=== Begin Enclosure ===

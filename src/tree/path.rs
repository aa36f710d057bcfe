//! Path resolution: slash-delimited names to nodes.

use super::arena::MergeTree;
use super::node::NodeId;

/// Split a path into its non-empty segments.
pub fn segments(path: &str) -> impl Iterator<Item = &str> {
    path.split('/').filter(|segment| !segment.is_empty())
}

impl MergeTree {
    /// Resolve `path` to a node, starting at the root.
    ///
    /// Leading, trailing and doubled slashes are ignored. A first segment
    /// equal to the root alias names the root itself unless the root has a
    /// child of that name. Returns `None` as soon as a segment is missing.
    pub fn resolve_path(&self, path: &str) -> Option<NodeId> {
        let mut parts = segments(path).peekable();
        let mut node = self.root();

        if let (Some(&first), Some(alias)) = (parts.peek(), self.root_alias()) {
            if first == alias && self.find_child(node, alias).is_none() {
                parts.next();
            }
        }

        for part in parts {
            node = self.find_child(node, part)?;
        }
        Some(node)
    }

    /// The slash-delimited path of `id`, without the root.
    ///
    /// Anonymous nodes contribute an empty segment.
    pub fn path_of(&self, id: NodeId) -> String {
        let mut names: Vec<&str> = self
            .ancestors(id)
            .into_iter()
            .rev()
            .chain(std::iter::once(id))
            .filter(|&n| n != self.root())
            .map(|n| self.get(n).and_then(|d| d.name.as_deref()).unwrap_or(""))
            .collect();
        if names.is_empty() {
            return "/".to_owned();
        }
        names.insert(0, "");
        names.join("/")
    }
}
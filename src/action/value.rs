//! Action value objects.

use std::rc::Rc;

/// Shared handle to a registered action. Identity (`Rc::ptr_eq`) tells the
/// materializer whether a proxy still belongs to the same action.
pub type ActionHandle = Rc<Action>;

/// How a proxy presents its action. A change forces the proxy to be rebuilt.
#[derive(Debug, Clone, Copy, PartialEq, Eq, Hash, Default)]
pub enum Presentation {
    #[default]
    Plain,
    Toggle,
    Radio,
}

/// A named, user-invokable command the tree's proxies stand for.
#[derive(Debug, Clone, PartialEq, Eq)]
pub struct Action {
    name: String,
    group: String,
    label: Option<String>,
    icon: Option<String>,
    accel: Option<String>,
    sensitive: bool,
    visible: bool,
    hide_if_empty: bool,
    presentation: Presentation,
    provides_menu: bool,
}

impl Action {
    /// Create a sensitive, visible, plain action.
    pub fn new(name: impl Into<String>) -> Self {
        Self {
            name: name.into(),
            group: String::new(),
            label: None,
            icon: None,
            accel: None,
            sensitive: true,
            visible: true,
            hide_if_empty: true,
            presentation: Presentation::Plain,
            provides_menu: false,
        }
    }

    /// Set the display label (builder).
    pub fn with_label(mut self, label: impl Into<String>) -> Self {
        self.label = Some(label.into());
        self
    }

    /// Set the icon name (builder).
    pub fn with_icon(mut self, icon: impl Into<String>) -> Self {
        self.icon = Some(icon.into());
        self
    }

    /// Set the accelerator key, e.g. `"<Control>q"` (builder).
    pub fn with_accel(mut self, accel: impl Into<String>) -> Self {
        self.accel = Some(accel.into());
        self
    }

    pub fn with_presentation(mut self, presentation: Presentation) -> Self {
        self.presentation = presentation;
        self
    }

    pub fn sensitive(mut self, sensitive: bool) -> Self {
        self.sensitive = sensitive;
        self
    }

    pub fn visible(mut self, visible: bool) -> Self {
        self.visible = visible;
        self
    }

    /// Whether a menu proxying this action hides when it has no visible
    /// content. Defaults to `true` (builder).
    pub fn hide_if_empty(mut self, hide: bool) -> Self {
        self.hide_if_empty = hide;
        self
    }

    /// The action builds menu items that already carry a submenu (builder).
    pub fn provides_menu(mut self, provides: bool) -> Self {
        self.provides_menu = provides;
        self
    }

    pub(crate) fn set_group(&mut self, group: &str) {
        self.group = group.to_owned();
    }

    pub fn name(&self) -> &str {
        &self.name
    }

    /// Name of the group the action was registered in. Empty until added.
    pub fn group(&self) -> &str {
        &self.group
    }

    /// Label, falling back to the action name.
    pub fn label(&self) -> &str {
        self.label.as_deref().unwrap_or(&self.name)
    }

    pub fn icon(&self) -> Option<&str> {
        self.icon.as_deref()
    }

    pub fn accel(&self) -> Option<&str> {
        self.accel.as_deref()
    }

    pub fn is_sensitive(&self) -> bool {
        self.sensitive
    }

    pub fn is_visible(&self) -> bool {
        self.visible
    }

    pub fn is_hide_if_empty(&self) -> bool {
        self.hide_if_empty
    }

    pub fn presentation(&self) -> Presentation {
        self.presentation
    }

    pub fn is_providing_menu(&self) -> bool {
        self.provides_menu
    }

    /// Accelerator-map path: `<Actions>/{group}/{name}`.
    pub fn accel_path(&self) -> String {
        format!("<Actions>/{}/{}", self.group, self.name)
    }
}
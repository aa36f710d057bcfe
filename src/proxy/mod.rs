//! Contracts with the host toolkit: proxy factory and accelerator installer.
//!
//! The manager never renders anything. It asks a [`ProxyFactory`] to create,
//! place, show/hide and destroy opaque [`ProxyId`] handles, and only reads
//! structural facts back (parent, children, attached submenu, visibility).

pub mod accel;

use std::fmt;

use crate::action::{Action, ActionHandle};

pub use accel::AccelRefs;

/// Opaque handle to a host-owned visual element.
#[derive(Debug, Clone, Copy, PartialEq, Eq, PartialOrd, Ord, Hash)]
pub struct ProxyId(u64);

impl ProxyId {
    /// Wrap a host-chosen raw handle.
    pub fn new(raw: u64) -> Self {
        Self(raw)
    }

    pub fn get(self) -> u64 {
        self.0
    }
}

impl fmt::Display for ProxyId {
    fn fmt(&self, f: &mut fmt::Formatter<'_>) -> fmt::Result {
        write!(f, "#{}", self.0)
    }
}

/// What the factory is asked to build.
#[derive(Debug, Clone, Copy, PartialEq, Eq, Hash)]
pub enum ProxyKind {
    MenuBar,
    /// A menu container, attached to an item as its submenu.
    Menu,
    Popup,
    Toolbar,
    MenuItem,
    ToolItem,
    Separator,
    ToolSeparator,
    /// Detach affordance at the top of a synthesized menu.
    Tearoff,
    /// Disabled placeholder item shown while a synthesized menu is empty.
    Filler,
}

/// Parameters for [`ProxyFactory::create`].
#[derive(Debug, Clone, PartialEq)]
pub struct ProxyRequest {
    pub kind: ProxyKind,
    pub action: Option<ActionHandle>,
    pub always_show_image: bool,
    /// Whether a menu item displays its accelerator.
    pub show_accel: bool,
    /// Tool separators only: take up the remaining toolbar space.
    pub expand: bool,
}

impl ProxyRequest {
    pub fn new(kind: ProxyKind) -> Self {
        Self {
            kind,
            action: None,
            always_show_image: false,
            show_accel: true,
            expand: false,
        }
    }

    /// Bind the proxy to `action` (builder).
    pub fn with_action(mut self, action: Option<ActionHandle>) -> Self {
        self.action = action;
        self
    }

    pub fn always_show_image(mut self, always: bool) -> Self {
        self.always_show_image = always;
        self
    }

    pub fn show_accel(mut self, show: bool) -> Self {
        self.show_accel = show;
        self
    }

    pub fn expand(mut self, expand: bool) -> Self {
        self.expand = expand;
        self
    }
}

/// Host-side builder and owner of proxies.
///
/// Handles stay valid until passed to [`destroy`](Self::destroy); the
/// manager only borrows them.
pub trait ProxyFactory {
    /// Build a new, unparented proxy.
    fn create(&mut self, request: &ProxyRequest) -> ProxyId;

    /// Destroy `proxy`, its children, and its attached submenu.
    fn destroy(&mut self, proxy: ProxyId);

    fn set_visible(&mut self, proxy: ProxyId, visible: bool);

    fn is_visible(&self, proxy: ProxyId) -> bool;

    /// Move `proxy` into `container` at `index`, detaching it from any
    /// previous container first. `index` counts the container's children
    /// without `proxy` and is clamped to the end.
    fn insert_at(&mut self, container: ProxyId, proxy: ProxyId, index: usize);

    /// Container currently holding `proxy`.
    fn parent(&self, proxy: ProxyId) -> Option<ProxyId>;

    /// Children of `container` in display order.
    fn children(&self, container: ProxyId) -> Vec<ProxyId>;

    /// Position of `proxy` among the children of `container`.
    fn index_of(&self, container: ProxyId, proxy: ProxyId) -> Option<usize> {
        self.children(container).iter().position(|&c| c == proxy)
    }

    /// Hang `submenu` off `item`, detaching it from any previous item.
    fn attach_submenu(&mut self, item: ProxyId, submenu: ProxyId);

    /// Submenu attached to `item`, including one the action supplied itself.
    fn submenu(&self, item: ProxyId) -> Option<ProxyId>;

    /// Rebind an existing proxy to another action of the same presentation.
    fn set_action(&mut self, proxy: ProxyId, action: Option<&ActionHandle>);
}

/// Host-side keyboard accelerator map.
///
/// Calls arrive already reference counted by [`AccelRefs`]: `connect` on the
/// first use of a path, `disconnect` when the last user goes away.
pub trait AcceleratorInstaller {
    fn connect(&mut self, action: &Action, path: &str);
    fn disconnect(&mut self, action: &Action, path: &str);
}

=== End Enclosure ===

**YOUR TASK**
Show every line above in which the word "attached" occurs.

**EXPECTED ANSWER**
//! structural facts back (parent, children, attached submenu, visibility).
    /// A menu container, attached to an item as its submenu.
    /// Destroy `proxy`, its children, and its attached submenu.
    /// Submenu attached to `item`, including one the action supplied itself.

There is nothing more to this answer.